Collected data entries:
☆ ☆ ☆ ☆ ☆

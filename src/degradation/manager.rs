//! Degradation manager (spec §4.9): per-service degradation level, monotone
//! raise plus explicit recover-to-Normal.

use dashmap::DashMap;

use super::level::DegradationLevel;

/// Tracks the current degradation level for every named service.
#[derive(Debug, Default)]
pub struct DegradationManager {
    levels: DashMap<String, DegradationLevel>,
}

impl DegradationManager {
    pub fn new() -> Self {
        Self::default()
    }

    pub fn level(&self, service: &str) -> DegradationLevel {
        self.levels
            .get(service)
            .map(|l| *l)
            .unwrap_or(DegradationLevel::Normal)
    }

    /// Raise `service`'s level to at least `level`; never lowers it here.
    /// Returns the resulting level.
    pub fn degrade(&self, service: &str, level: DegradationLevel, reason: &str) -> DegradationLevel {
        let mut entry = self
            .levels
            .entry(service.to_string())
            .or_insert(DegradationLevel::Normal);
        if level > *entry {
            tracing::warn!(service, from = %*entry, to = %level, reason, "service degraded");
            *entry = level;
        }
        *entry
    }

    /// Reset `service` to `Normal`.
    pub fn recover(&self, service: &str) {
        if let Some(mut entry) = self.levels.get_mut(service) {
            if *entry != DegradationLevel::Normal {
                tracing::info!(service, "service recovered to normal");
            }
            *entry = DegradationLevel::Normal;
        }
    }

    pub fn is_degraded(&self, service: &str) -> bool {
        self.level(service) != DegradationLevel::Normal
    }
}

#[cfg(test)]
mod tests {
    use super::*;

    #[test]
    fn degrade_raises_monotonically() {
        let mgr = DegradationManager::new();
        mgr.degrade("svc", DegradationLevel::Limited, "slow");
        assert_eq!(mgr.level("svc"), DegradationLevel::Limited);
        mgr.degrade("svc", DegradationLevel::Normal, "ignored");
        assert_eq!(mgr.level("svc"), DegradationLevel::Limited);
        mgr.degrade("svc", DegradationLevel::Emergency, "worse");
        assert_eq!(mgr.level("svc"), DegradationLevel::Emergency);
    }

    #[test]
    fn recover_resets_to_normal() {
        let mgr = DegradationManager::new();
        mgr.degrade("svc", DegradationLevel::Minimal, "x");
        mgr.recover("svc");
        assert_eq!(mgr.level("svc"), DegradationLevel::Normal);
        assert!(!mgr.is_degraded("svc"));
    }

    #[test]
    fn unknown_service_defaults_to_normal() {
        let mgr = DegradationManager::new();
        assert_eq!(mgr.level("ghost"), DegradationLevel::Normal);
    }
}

☆ ☆ ☆ ☆ ☆

> REQUIREMENT:
In the records above, find each line that holds the word "entry"; copy all such lines.

> RESPONSE AREA:
        let mut entry = self
            .entry(service.to_string())
        if level > *entry {
            tracing::warn!(service, from = %*entry, to = %level, reason, "service degraded");
            *entry = level;
        *entry
        if let Some(mut entry) = self.levels.get_mut(service) {
            if *entry != DegradationLevel::Normal {
            *entry = DegradationLevel::Normal;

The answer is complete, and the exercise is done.